Pat Watkins, director of financial aid at Eckerd College, owns her job in the way she knows best -- with song and a good sense of humor. In 1997, she found four like-minded financial aid administrators, and they formed the Florida Five, a troupe of balladeers who take the ironies and jargon of financial aid advising and turn them into impassioned ditties.

They accept invitations. For example, a few years ago, they appeared at the Louisville Slugger Museum for a Kentucky Association of Student Financial Aid Administrators conference. A mechanical pitcher threw fastballs into a corner, ash bats lined the walls, and the group held the floor, singing their original hits: “There’s No Business Like the Aid Business,” “The Preregistration Blues,” “Don’t Cry For Me Leo Kornfeld,” and, to the music of Annie, “Tomorrow,” an illustrious ode to smart financial planning.

Louisville sluggers and the prospects of less-than-crippling debt? The crowd cheered, whistled, and gave a standing ovation.

“You give us any chance, and we’ll sing,” Watkins says.

The Florida Five (sometimes more than five) are: Kathy Campbell, a former representative for a Texas loan guarantee agency; Wayne Bodiford, director for financial aid at St. Johns River State College; Bill Spiers, Jr., director of financial aid at Tallahassee Community College; Watkins herself, of Eckerd; and pianist Ruth Strum, director of financial aid at Clearwater Christian College. Sometimes Mike O’Grady, a saxophonist who for years worked as a lender’s representative and who is now vice president of sales for Overture Technologies, joins them too.

Watkins composes the songs herself. “I had to write them -- otherwise you’ll go crazy,” she says. “We’re there to help students, and so many times students take financial aid extremely seriously and tend to get very stressed out, which affects their ability to deal with students and parents as well as their families.”

Some songs play on perennial struggles. “The Preregistration Blues” riffs on the rhythm to “I’ve Got the Blues":

Every day is a battle, and the war I’m about to lose
I got those pre-registration Blues
Student in the office (da da da da dah)
Can’t find his file (da da da da dah)
Searched through all of the cabinets (da da da da dah)
Went through all of the piles (da da da da dah)
Six hours later he screams in my ear
“I filled out my FAFSA, but not this year!”

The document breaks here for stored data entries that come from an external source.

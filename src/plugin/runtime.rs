use std::cell::RefCell;
use std::path::{Path, PathBuf};

use crate::plugin::error::{PluginError, PluginResult};

/// Export every plugin module must provide.
pub const ENTRY_POINT: &str = "run_test";

/// The capability a loaded plugin module exposes to the manager.
pub trait SelfTest {
    fn run_self_test(&mut self) -> PluginResult<bool>;
}

/// Turns a code module on disk into a runnable [`SelfTest`].
///
/// `resolvable` lists the directories the module may reach while it runs; the
/// plugin's own directory is always the last entry.
pub trait ModuleLoader {
    fn load(
        &self,
        name: &str,
        module: &Path,
        resolvable: &[PathBuf],
    ) -> PluginResult<Box<dyn SelfTest>>;
}

/// Directories currently made visible to loaded plugin code.
#[derive(Debug, Default)]
pub struct ResolvablePaths {
    dirs: RefCell<Vec<PathBuf>>,
}

impl ResolvablePaths {
    /// Make `dir` resolvable until the returned guard is dropped.
    pub fn scoped(&self, dir: &Path) -> ResolvableGuard<'_> {
        self.dirs.borrow_mut().push(dir.to_path_buf());
        tracing::debug!(?dir, "plugin directory resolvable");
        ResolvableGuard {
            paths: self,
            dir: dir.to_path_buf(),
        }
    }

    pub fn snapshot(&self) -> Vec<PathBuf> {
        self.dirs.borrow().clone()
    }

    #[cfg(test)]
    pub fn is_empty(&self) -> bool {
        self.dirs.borrow().is_empty()
    }
}

#[derive(Debug)]
pub struct ResolvableGuard<'a> {
    paths: &'a ResolvablePaths,
    dir: PathBuf,
}

impl Drop for ResolvableGuard<'_> {
    fn drop(&mut self) {
        let mut dirs = self.paths.dirs.borrow_mut();
        if let Some(pos) = dirs.iter().rposition(|dir| *dir == self.dir) {
            dirs.remove(pos);
        }
        tracing::debug!(dir = ?self.dir, "plugin directory released");
    }
}

/// Interpret the entry point's output. Only the JSON literals `true` and
/// `false` are accepted.
pub fn decode_verdict(name: &str, output: &[u8]) -> PluginResult<bool> {
    let violation = |reason: String| PluginError::ContractViolation {
        name: name.to_string(),
        reason,
    };

    let text = std::str::from_utf8(output)
        .map_err(|_| violation(format!("{ENTRY_POINT} returned non-UTF-8 output")))?;

    match text.trim_ascii() {
        "true" => Ok(true),
        "false" => Ok(false),
        other => Err(violation(format!(
            "{ENTRY_POINT} must return true or false, got {other:?}"
        ))),
    }
}

#[cfg(feature = "plugins")]
pub use wasm::WasmLoader;

pub fn default_loader() -> Box<dyn ModuleLoader> {
    #[cfg(feature = "plugins")]
    {
        Box::new(WasmLoader)
    }

    #[cfg(not(feature = "plugins"))]
    {
        Box::new(UnavailableLoader)
    }
}

#[cfg(not(feature = "plugins"))]
#[derive(Debug, Default)]
struct UnavailableLoader;

#[cfg(not(feature = "plugins"))]
impl ModuleLoader for UnavailableLoader {
    fn load(&self, name: &str, _: &Path, _: &[PathBuf]) -> PluginResult<Box<dyn SelfTest>> {
        Err(PluginError::LoadError {
            name: name.to_string(),
            reason: "plugin runtime not compiled in".to_string(),
        })
    }
}

#[cfg(feature = "plugins")]
mod wasm {
    use super::*;

    use extism::{Manifest, Plugin, Wasm};

    /// Loads plugin modules as WebAssembly through Extism, with WASI enabled.
    /// Every resolvable directory is mounted in the guest at its host path.
    #[derive(Debug, Default)]
    pub struct WasmLoader;

    impl ModuleLoader for WasmLoader {
        fn load(
            &self,
            name: &str,
            module: &Path,
            resolvable: &[PathBuf],
        ) -> PluginResult<Box<dyn SelfTest>> {
            let manifest = resolvable
                .iter()
                .fold(Manifest::new([Wasm::file(module)]), |manifest, dir| {
                    manifest.with_allowed_path(dir.to_string_lossy().into_owned(), dir)
                });

            let plugin = Plugin::new(manifest, [], true).map_err(|err| PluginError::LoadError {
                name: name.to_string(),
                reason: err.to_string(),
            })?;

            if !plugin.function_exists(ENTRY_POINT) {
                return Err(PluginError::ContractViolation {
                    name: name.to_string(),
                    reason: format!("module does not export {ENTRY_POINT}"),
                });
            }

            Ok(Box::new(WasmSelfTest {
                name: name.to_string(),
                plugin,
            }))
        }
    }

    struct WasmSelfTest {
        name: String,
        plugin: Plugin,
    }

    impl SelfTest for WasmSelfTest {
        fn run_self_test(&mut self) -> PluginResult<bool> {
            let output = self
                .plugin
                .call::<&str, &[u8]>(ENTRY_POINT, "")
                .map_err(|err| PluginError::LoadError {
                    name: self.name.clone(),
                    reason: format!("{ENTRY_POINT} failed: {err}"),
                })?;

            decode_verdict(&self.name, output)
        }
    }
}
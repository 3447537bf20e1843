use std::fs;
use std::path::{Component, Path, PathBuf};

use crate::model::catalogue::{Catalogue, CatalogueEntry};
use crate::plugin::error::{PluginError, PluginResult};
use crate::plugin::installer::{InstallLock, PluginInstaller, PluginSource};
use crate::plugin::manifest::{PluginManifest, PluginMetadata};
use crate::plugin::runtime::{self, ModuleLoader, ResolvablePaths};

/// Owns the catalogue and the install root, and runs the plugin lifecycle.
///
/// The install root is the only record of what is installed: one directory
/// per plugin, each holding a `manifest.json`. Install and uninstall hold an
/// advisory lock on the root; concurrent processes are otherwise unsupported.
pub struct PluginManager {
    install_dir: PathBuf,
    catalogue: Catalogue,
    loader: Box<dyn ModuleLoader>,
    resolvable: ResolvablePaths,
}

impl PluginManager {
    /// Create the install root if needed and load the catalogue.
    pub fn new(install_dir: PathBuf, catalogue_path: &Path) -> PluginResult<Self> {
        fs::create_dir_all(&install_dir).map_err(PluginError::io(&install_dir))?;

        Ok(Self {
            install_dir,
            catalogue: Catalogue::load(catalogue_path),
            loader: runtime::default_loader(),
            resolvable: ResolvablePaths::default(),
        })
    }

    pub fn with_loader(mut self, loader: Box<dyn ModuleLoader>) -> Self {
        self.loader = loader;
        self
    }

    pub fn install_dir(&self) -> &Path {
        &self.install_dir
    }

    #[cfg(test)]
    pub fn resolvable(&self) -> &ResolvablePaths {
        &self.resolvable
    }

    pub fn list_available(&self) -> &[CatalogueEntry] {
        self.catalogue.entries()
    }

    pub fn search(&self, keyword: &str) -> Vec<&CatalogueEntry> {
        self.catalogue.search(keyword)
    }

    /// Installed plugins in directory iteration order. Directories without a
    /// readable manifest are skipped.
    pub fn list_installed(&self) -> Vec<PluginMetadata> {
        let entries = match fs::read_dir(&self.install_dir) {
            Ok(entries) => entries,
            Err(err) => {
                tracing::warn!(dir = ?self.install_dir, error = %err, "cannot read install dir");
                return Vec::new();
            }
        };

        entries
            .filter_map(Result::ok)
            .map(|entry| entry.path())
            .filter(|path| path.is_dir() && PluginManifest::exists_in(path))
            .filter_map(|plugin_dir| match PluginManifest::load(&plugin_dir) {
                Ok(manifest) => Some(manifest.into_metadata(&plugin_dir)),
                Err(err) => {
                    tracing::warn!(error = %err, "skipping installed plugin");
                    None
                }
            })
            .collect()
    }

    /// Install from a plugin directory or zip archive, replacing any existing
    /// installation under the same name. Files are left in place when the
    /// manifest turns out to be missing.
    pub fn install(&self, source: &Path) -> PluginResult<PluginMetadata> {
        let source = PluginSource::classify(source)?;
        let _lock = InstallLock::acquire(&self.install_dir)?;

        let plugin_dir = PluginInstaller::new(&self.install_dir).place(&source)?;

        if !PluginManifest::exists_in(&plugin_dir) {
            return Err(PluginError::InvalidPlugin {
                path: plugin_dir,
                reason: "missing manifest.json".to_string(),
            });
        }

        let metadata = PluginManifest::load(&plugin_dir)?.into_metadata(&plugin_dir);
        tracing::info!(
            name = %metadata.name,
            version = %metadata.version,
            path = ?metadata.path,
            "installed plugin"
        );
        Ok(metadata)
    }

    /// Remove the plugin directory named exactly `name`. Returns `false` when
    /// there is nothing to remove.
    pub fn uninstall(&self, name: &str) -> PluginResult<bool> {
        let Some(plugin_dir) = self.plugin_dir(name) else {
            return Ok(false);
        };

        let _lock = InstallLock::acquire(&self.install_dir)?;
        if !plugin_dir.is_dir() {
            return Ok(false);
        }

        fs::remove_dir_all(&plugin_dir).map_err(PluginError::io(&plugin_dir))?;
        tracing::info!(name, "uninstalled plugin");
        Ok(true)
    }

    /// Load the plugin's code module and run its self-test entry point.
    ///
    /// This executes plugin code in-process with the manager's privileges.
    pub fn run_test(&self, name: &str) -> PluginResult<bool> {
        let plugin_dir = self
            .plugin_dir(name)
            .filter(|dir| dir.is_dir())
            .ok_or_else(|| PluginError::NotInstalled {
                name: name.to_string(),
            })?;

        let manifest = PluginManifest::load(&plugin_dir).unwrap_or_else(|err| {
            tracing::warn!(error = %err, "using default entry for plugin");
            PluginManifest::default()
        });

        let module = manifest.entry_path(&plugin_dir);
        if !module.is_file() {
            return Err(PluginError::MissingEntryPoint {
                name: name.to_string(),
                module,
            });
        }

        let _guard = self.resolvable.scoped(&plugin_dir);
        let mut plugin = self
            .loader
            .load(name, &module, &self.resolvable.snapshot())?;
        let passed = plugin.run_self_test()?;

        tracing::info!(name, passed, "plugin self-test finished");
        Ok(passed)
    }

    fn plugin_dir(&self, name: &str) -> Option<PathBuf> {
        let mut components = Path::new(name).components();
        match (components.next(), components.next()) {
            (Some(Component::Normal(part)), None) if part == name => {
                Some(self.install_dir.join(name))
            }
            _ => None,
        }
    }
}
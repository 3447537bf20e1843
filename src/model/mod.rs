pub mod catalogue;
pub mod config;
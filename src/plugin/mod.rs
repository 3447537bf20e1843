pub mod error;
pub mod installer;
pub mod manager;
pub mod manifest;
pub mod runtime;

pub use manager::PluginManager;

Another song, “I Go On and On,” plays off the Celine Dion hit. It came to Watkins while she was sitting in the audience of a friend’s child’s grade school performance of "Titanic." “In school, I go on and on, and that’s how I wrote it," she says. "I sat down and I just -- it just came to me -- it just flowed all together.”

Her rendition of one of the verses: “Your education is through / Your loans are due / But no employer will hire you.”

You have to get through the day somehow. Call it her "Eye of the Tiger."

Just this month Watkins composed a song that might be of some interest to proponents of for-profit college reform. "Gainful Employment," sang to the melody of "Together" from the musical Gypsy, goes like this:

Wherever you go
Whatever you do
Make sure you get
Gainful Employment

Watkins says the Florida Five began after she had found herself putting lyrics to the situational humor she encounters on the job. She pitched the idea to some friends, saying they could sing in the style of Judy Garland and Mickey Rooney backyard musicals. They arranged the songs, started practicing, and, before long, were performing at industry conferences. In 1999, they went national, singing in Las Vegas during the National Association of Student Financial Aid Administrators conference.

Most recently, they sang at the Education Writers Association's conference for higher education reporters in early February in St. Petersburg.

Putting the maddening to melody is something Watkins has done since childhood. Growing up, she says she idolized Tom Lehrer’s songs, parodies that flipped the norms of society on their head. That attitude quickly lent itself to financial aid. “If you don’t have fun in this business then you shouldn’t be here,” she says.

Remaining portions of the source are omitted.